What the task requires>
Within the entries below, find each line containing the word "started" and copy it.

(Stored data)
......

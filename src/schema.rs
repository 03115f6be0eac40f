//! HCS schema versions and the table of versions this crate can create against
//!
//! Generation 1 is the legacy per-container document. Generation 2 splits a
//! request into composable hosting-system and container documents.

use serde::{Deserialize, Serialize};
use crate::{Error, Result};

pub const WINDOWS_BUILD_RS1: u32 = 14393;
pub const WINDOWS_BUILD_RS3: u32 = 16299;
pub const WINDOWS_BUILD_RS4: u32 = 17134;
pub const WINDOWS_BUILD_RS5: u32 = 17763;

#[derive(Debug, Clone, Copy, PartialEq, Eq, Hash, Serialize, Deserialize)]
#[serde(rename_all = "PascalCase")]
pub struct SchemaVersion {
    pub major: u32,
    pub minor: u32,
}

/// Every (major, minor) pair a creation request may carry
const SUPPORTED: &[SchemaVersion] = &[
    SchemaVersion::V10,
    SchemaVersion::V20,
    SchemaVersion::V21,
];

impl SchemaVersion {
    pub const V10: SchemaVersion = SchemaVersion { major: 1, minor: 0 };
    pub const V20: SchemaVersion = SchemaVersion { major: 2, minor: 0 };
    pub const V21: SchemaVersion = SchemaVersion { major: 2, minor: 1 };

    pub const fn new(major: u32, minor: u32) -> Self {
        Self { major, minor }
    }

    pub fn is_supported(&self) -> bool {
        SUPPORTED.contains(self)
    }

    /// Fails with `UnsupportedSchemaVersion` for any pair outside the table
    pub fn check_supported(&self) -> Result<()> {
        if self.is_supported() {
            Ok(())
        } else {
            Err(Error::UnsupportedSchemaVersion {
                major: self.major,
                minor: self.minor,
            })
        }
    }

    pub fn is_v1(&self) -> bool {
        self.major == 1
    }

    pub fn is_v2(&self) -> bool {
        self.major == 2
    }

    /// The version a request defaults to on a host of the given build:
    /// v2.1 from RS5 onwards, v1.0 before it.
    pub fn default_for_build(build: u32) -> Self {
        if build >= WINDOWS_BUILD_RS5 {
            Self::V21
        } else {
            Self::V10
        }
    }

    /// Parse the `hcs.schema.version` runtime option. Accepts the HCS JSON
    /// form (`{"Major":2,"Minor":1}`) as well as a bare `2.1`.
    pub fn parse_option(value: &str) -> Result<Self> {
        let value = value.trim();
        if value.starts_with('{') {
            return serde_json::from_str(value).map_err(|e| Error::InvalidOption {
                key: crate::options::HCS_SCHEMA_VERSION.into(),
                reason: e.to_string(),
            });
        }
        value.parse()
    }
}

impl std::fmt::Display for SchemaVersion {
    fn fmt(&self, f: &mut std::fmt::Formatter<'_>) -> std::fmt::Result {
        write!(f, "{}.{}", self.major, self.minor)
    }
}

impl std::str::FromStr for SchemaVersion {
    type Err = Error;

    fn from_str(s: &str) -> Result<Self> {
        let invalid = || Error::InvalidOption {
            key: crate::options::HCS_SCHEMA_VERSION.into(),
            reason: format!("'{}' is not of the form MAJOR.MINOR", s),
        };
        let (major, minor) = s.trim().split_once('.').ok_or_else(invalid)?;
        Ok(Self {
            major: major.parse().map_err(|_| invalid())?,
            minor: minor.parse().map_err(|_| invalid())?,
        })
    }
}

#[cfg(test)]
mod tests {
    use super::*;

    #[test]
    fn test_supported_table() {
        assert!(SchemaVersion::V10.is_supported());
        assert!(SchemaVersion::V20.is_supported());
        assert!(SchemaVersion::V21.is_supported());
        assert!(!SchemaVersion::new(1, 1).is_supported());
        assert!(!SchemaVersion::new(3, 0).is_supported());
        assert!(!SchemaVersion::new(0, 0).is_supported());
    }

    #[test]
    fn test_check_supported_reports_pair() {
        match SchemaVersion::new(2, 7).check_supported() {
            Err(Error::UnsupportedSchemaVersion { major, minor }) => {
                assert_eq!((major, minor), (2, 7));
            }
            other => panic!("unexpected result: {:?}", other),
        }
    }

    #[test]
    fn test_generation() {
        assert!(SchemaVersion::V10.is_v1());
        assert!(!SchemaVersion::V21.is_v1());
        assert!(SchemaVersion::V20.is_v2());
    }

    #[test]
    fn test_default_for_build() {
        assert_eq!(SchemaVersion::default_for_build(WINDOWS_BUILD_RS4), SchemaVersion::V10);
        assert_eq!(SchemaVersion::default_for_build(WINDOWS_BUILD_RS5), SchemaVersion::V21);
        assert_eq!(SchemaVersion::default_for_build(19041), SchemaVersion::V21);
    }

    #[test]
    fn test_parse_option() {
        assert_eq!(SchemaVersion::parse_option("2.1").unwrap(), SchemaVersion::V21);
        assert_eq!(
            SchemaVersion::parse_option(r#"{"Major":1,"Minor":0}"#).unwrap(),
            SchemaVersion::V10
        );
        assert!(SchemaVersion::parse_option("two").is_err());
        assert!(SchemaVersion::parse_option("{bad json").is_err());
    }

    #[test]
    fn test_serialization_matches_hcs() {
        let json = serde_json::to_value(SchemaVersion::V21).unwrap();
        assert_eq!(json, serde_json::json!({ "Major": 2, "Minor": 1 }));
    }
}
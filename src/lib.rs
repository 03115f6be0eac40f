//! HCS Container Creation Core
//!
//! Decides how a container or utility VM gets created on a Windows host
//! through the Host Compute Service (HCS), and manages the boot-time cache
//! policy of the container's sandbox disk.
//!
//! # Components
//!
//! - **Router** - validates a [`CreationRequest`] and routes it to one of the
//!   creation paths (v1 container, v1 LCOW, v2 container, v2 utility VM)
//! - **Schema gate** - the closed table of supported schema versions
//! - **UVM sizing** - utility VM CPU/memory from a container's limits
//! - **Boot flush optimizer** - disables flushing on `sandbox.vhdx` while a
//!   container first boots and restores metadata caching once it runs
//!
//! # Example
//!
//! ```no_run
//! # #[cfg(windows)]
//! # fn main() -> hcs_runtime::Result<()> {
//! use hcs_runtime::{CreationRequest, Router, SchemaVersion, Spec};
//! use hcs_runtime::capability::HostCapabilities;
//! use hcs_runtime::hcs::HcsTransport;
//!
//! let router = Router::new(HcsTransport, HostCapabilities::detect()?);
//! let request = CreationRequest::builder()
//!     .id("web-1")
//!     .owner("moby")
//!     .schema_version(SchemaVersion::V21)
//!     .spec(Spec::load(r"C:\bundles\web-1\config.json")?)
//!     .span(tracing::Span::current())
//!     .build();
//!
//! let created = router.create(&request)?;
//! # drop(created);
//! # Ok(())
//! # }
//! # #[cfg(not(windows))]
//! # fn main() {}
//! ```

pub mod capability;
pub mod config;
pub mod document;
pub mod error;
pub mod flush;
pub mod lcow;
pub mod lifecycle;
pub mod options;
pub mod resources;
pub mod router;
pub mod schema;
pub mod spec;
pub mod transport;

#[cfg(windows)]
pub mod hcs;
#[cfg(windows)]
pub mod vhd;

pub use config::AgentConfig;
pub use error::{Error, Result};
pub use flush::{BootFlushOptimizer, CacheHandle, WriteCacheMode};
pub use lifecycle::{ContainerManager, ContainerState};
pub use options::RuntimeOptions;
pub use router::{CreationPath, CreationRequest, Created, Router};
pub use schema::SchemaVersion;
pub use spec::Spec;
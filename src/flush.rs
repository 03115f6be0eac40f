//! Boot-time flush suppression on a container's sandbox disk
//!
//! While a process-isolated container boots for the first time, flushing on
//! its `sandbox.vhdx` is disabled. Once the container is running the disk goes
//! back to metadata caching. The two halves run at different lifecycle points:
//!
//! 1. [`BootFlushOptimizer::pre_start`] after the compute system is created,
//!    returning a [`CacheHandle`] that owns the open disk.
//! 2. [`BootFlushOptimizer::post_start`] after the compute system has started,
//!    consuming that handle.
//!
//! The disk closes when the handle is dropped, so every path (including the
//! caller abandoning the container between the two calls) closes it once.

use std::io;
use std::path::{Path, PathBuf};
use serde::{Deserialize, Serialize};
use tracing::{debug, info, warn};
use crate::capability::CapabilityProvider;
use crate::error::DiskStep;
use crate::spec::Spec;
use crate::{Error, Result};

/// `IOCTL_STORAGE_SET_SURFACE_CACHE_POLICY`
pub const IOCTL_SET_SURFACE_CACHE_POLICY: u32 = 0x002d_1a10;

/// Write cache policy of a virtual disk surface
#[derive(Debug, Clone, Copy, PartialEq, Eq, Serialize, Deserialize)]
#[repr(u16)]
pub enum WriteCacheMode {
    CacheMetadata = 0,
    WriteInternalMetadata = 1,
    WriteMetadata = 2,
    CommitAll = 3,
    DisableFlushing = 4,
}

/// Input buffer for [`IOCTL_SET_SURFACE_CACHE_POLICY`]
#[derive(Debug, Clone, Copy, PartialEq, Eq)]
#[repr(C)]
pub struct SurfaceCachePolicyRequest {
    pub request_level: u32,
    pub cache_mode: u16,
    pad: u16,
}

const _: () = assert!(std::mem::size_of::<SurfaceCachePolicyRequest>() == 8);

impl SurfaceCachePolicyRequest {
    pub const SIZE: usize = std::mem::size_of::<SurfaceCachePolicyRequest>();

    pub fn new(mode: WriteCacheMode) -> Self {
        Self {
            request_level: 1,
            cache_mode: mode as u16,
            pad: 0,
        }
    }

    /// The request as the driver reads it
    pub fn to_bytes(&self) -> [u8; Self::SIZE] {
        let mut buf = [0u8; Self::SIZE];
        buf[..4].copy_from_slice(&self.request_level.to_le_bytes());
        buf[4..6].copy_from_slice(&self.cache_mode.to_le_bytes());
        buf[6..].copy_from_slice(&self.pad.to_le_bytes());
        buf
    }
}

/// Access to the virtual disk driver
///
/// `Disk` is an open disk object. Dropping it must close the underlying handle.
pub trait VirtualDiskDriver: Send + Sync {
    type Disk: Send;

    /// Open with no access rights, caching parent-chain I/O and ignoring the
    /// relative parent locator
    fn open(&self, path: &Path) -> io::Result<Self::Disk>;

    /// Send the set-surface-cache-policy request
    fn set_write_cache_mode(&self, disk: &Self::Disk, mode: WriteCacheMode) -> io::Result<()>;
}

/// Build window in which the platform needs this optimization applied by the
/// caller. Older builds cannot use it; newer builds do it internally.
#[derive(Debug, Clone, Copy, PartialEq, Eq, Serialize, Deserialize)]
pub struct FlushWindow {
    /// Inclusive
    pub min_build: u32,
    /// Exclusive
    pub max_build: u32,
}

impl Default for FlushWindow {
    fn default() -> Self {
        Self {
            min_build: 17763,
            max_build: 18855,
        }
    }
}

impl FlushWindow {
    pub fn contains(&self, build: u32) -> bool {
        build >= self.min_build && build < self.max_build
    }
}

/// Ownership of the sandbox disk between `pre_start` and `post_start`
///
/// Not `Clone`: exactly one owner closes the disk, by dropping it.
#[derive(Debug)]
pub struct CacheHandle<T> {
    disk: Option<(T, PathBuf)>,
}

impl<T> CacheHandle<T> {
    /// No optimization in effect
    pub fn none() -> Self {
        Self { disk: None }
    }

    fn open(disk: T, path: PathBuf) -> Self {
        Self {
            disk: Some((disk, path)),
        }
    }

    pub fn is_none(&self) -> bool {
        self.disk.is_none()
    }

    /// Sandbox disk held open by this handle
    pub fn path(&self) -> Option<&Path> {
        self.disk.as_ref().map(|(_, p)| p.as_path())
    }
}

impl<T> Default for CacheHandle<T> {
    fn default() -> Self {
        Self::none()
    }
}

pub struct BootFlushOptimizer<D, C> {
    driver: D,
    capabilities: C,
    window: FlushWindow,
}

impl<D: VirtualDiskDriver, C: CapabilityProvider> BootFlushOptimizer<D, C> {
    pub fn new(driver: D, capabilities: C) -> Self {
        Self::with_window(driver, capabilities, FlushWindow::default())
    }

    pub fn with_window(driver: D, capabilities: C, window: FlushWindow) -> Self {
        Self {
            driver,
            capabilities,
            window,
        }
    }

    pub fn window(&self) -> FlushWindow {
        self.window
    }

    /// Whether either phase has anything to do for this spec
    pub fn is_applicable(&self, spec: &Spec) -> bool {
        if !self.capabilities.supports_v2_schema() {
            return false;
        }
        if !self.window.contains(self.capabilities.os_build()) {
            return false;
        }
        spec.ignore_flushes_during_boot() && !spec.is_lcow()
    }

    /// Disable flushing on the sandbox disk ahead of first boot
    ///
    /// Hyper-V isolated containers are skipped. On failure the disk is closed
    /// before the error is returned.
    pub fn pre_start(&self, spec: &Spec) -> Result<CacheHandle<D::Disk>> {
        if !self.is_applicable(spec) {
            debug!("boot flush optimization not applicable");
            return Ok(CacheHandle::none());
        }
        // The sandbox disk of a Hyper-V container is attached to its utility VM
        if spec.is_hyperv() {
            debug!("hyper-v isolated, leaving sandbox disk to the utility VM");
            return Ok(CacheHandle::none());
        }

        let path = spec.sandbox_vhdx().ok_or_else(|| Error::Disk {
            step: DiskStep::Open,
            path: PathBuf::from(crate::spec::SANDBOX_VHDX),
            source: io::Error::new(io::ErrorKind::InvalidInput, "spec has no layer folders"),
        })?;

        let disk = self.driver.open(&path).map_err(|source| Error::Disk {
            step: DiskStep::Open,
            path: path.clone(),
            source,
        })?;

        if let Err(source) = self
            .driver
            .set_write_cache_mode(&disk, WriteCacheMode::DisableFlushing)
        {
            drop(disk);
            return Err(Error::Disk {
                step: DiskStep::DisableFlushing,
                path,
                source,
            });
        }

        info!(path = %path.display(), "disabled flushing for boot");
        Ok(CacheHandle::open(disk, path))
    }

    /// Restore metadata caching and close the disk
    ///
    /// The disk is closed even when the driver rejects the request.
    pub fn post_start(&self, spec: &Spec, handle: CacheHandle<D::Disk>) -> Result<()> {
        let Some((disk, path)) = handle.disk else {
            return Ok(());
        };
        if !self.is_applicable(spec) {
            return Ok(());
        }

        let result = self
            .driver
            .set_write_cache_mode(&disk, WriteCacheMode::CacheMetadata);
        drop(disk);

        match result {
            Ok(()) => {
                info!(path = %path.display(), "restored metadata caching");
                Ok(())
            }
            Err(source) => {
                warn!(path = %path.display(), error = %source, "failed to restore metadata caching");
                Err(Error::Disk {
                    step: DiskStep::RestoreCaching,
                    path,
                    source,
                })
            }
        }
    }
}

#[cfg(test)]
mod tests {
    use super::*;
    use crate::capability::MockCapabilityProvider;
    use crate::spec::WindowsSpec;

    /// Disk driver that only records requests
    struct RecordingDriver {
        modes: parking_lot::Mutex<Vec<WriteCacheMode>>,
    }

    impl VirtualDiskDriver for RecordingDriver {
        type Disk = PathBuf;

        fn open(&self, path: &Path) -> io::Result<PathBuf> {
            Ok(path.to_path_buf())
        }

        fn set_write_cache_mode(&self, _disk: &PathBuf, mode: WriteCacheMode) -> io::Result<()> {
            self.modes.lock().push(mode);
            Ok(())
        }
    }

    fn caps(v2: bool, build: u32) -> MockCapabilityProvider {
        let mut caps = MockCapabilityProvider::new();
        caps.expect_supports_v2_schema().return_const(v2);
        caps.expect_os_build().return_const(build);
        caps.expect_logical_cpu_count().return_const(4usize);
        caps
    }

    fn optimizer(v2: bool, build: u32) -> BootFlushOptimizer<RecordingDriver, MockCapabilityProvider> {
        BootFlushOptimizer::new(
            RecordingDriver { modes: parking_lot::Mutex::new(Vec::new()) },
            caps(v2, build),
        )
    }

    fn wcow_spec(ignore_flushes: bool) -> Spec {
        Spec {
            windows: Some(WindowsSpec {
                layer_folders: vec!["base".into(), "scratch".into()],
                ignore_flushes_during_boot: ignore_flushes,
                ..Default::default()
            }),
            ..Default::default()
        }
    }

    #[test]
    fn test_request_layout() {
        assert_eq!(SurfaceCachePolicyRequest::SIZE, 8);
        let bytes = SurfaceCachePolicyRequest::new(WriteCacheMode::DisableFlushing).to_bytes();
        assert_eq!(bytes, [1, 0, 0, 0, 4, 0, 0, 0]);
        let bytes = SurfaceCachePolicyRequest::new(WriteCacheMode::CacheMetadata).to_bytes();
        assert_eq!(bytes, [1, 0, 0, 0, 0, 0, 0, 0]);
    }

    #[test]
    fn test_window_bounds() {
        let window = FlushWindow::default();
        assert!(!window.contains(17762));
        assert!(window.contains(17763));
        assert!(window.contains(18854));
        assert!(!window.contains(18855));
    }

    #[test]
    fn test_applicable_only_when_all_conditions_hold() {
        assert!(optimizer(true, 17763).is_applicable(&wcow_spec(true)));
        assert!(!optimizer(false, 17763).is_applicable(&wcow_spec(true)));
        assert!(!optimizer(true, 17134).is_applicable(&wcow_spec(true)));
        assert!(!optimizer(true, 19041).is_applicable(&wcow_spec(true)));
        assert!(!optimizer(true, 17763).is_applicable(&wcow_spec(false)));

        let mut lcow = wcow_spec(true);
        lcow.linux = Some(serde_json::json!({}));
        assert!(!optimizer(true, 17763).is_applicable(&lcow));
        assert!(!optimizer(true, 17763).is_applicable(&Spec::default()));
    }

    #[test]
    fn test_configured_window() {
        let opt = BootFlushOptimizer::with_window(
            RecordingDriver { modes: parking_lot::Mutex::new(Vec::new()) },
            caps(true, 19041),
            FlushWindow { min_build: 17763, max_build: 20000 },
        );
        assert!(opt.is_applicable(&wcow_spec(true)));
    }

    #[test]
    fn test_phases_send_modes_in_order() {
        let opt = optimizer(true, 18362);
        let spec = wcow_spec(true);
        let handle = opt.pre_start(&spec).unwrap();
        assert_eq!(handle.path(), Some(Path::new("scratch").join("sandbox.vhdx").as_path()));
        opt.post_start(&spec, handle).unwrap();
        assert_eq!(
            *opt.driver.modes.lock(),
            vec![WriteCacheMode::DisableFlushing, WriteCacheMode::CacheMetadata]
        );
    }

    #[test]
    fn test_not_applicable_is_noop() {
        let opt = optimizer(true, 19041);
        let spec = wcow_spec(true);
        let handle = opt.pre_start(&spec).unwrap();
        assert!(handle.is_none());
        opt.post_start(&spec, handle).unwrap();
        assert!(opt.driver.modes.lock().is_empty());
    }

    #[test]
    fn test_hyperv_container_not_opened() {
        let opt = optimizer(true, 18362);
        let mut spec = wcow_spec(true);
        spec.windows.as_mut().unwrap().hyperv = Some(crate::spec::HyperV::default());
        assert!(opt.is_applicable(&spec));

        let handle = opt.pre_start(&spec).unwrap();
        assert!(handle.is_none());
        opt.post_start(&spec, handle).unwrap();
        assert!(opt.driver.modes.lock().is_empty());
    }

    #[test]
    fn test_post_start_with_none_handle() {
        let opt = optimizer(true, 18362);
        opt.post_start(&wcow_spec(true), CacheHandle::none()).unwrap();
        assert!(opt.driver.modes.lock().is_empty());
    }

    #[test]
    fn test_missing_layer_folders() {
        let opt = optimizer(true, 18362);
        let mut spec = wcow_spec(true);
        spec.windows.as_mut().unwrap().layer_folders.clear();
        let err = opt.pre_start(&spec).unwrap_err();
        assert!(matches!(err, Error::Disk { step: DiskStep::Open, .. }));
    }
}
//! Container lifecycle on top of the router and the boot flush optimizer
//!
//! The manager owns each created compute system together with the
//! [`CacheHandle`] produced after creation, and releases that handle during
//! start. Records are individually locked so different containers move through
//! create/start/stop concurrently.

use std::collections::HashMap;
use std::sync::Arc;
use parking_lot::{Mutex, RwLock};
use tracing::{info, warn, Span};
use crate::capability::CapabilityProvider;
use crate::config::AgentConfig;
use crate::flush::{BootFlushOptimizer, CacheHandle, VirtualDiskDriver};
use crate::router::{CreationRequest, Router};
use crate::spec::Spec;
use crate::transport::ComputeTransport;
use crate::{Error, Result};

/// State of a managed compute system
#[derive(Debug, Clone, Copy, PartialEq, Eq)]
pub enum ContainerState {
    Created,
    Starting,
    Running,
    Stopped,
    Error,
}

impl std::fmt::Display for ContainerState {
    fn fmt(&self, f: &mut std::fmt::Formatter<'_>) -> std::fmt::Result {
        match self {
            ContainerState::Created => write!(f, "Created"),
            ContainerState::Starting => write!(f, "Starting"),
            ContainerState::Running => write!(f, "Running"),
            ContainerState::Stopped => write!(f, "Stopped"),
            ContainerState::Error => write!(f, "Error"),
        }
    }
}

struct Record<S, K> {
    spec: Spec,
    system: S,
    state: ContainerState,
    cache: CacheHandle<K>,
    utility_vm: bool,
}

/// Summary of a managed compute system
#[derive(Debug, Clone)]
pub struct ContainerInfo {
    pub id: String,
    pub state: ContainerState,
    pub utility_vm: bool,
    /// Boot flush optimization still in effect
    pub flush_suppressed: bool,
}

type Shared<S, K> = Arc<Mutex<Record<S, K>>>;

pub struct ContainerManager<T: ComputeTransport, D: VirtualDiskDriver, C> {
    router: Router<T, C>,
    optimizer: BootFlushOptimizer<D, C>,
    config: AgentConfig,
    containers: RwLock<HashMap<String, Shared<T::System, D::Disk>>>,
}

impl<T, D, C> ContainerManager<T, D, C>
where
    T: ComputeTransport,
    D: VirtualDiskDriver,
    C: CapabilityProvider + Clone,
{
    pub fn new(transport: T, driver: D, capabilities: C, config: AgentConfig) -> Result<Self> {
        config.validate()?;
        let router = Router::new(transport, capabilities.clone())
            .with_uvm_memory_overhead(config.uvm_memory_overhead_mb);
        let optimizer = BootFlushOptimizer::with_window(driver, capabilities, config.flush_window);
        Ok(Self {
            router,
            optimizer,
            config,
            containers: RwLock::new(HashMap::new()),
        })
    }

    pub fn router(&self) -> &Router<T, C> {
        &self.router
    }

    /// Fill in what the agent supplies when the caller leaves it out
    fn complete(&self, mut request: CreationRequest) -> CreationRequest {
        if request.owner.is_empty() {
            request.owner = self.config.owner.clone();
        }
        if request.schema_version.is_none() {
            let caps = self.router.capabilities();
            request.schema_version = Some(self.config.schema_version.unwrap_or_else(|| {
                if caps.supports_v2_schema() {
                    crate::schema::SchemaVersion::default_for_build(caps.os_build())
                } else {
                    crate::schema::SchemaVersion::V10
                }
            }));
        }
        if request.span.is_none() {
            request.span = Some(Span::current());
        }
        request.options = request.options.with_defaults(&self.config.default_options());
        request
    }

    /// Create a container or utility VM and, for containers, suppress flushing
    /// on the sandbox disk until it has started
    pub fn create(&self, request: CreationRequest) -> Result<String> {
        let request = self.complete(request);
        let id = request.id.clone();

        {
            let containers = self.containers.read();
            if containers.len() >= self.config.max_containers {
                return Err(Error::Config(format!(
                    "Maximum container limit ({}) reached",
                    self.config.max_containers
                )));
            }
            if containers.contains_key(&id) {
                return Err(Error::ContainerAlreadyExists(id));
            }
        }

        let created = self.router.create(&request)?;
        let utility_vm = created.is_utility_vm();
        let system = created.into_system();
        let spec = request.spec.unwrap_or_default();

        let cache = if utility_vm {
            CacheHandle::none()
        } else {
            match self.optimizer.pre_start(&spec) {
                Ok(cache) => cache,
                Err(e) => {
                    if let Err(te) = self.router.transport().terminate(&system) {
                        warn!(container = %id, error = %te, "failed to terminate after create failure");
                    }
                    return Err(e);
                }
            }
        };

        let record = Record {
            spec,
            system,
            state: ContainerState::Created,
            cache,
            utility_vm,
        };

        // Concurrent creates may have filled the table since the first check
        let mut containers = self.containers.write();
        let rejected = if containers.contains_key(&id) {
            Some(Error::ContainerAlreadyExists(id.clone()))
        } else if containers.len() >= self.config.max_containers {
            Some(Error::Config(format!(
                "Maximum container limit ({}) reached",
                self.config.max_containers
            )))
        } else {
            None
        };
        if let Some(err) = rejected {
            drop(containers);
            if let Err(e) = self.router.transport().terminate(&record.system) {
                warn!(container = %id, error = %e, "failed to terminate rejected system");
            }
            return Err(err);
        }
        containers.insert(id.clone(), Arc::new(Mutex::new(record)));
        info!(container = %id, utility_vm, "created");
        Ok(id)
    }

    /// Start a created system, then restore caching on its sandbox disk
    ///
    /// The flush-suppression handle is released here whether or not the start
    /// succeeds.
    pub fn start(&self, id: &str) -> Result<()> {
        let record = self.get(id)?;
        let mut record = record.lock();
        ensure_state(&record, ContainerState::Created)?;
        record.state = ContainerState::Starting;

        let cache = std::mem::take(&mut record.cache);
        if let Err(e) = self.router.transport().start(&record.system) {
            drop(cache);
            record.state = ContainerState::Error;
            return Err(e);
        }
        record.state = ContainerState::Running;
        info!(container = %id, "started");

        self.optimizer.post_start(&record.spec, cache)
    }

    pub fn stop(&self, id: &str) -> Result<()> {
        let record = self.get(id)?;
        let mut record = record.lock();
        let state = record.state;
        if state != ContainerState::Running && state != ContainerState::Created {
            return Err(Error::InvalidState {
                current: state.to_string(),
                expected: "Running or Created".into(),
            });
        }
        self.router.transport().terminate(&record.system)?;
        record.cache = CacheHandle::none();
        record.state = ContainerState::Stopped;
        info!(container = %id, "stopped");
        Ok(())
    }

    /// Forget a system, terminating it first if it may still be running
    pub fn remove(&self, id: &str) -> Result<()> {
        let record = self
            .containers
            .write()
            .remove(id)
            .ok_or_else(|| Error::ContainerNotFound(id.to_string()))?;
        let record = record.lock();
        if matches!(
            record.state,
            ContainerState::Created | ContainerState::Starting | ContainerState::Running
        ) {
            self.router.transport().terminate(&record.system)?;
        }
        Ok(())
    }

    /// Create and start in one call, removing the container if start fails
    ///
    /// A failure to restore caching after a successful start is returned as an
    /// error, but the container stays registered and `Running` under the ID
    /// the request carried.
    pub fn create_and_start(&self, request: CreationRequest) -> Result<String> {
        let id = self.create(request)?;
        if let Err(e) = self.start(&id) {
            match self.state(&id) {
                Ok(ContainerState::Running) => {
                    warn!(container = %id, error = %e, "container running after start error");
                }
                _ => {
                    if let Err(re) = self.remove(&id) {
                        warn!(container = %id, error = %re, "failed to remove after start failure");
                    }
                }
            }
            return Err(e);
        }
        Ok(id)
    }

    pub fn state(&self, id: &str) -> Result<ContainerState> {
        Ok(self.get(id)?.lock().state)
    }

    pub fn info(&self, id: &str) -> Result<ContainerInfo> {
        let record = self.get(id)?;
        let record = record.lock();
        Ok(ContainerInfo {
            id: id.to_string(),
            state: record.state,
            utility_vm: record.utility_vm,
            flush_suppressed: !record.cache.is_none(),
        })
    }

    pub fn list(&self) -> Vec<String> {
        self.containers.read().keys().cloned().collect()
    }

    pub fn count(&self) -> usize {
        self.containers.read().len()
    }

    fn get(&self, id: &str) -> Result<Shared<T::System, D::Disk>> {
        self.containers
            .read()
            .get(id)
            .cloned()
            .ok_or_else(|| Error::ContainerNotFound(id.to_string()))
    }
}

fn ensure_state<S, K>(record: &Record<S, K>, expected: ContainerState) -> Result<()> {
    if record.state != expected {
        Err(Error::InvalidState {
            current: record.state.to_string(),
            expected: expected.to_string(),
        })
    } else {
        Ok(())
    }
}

......

Written solution>
//! 2. [`BootFlushOptimizer::post_start`] after the compute system has started,
    /// on the sandbox disk until it has started
        info!(container = %id, "started");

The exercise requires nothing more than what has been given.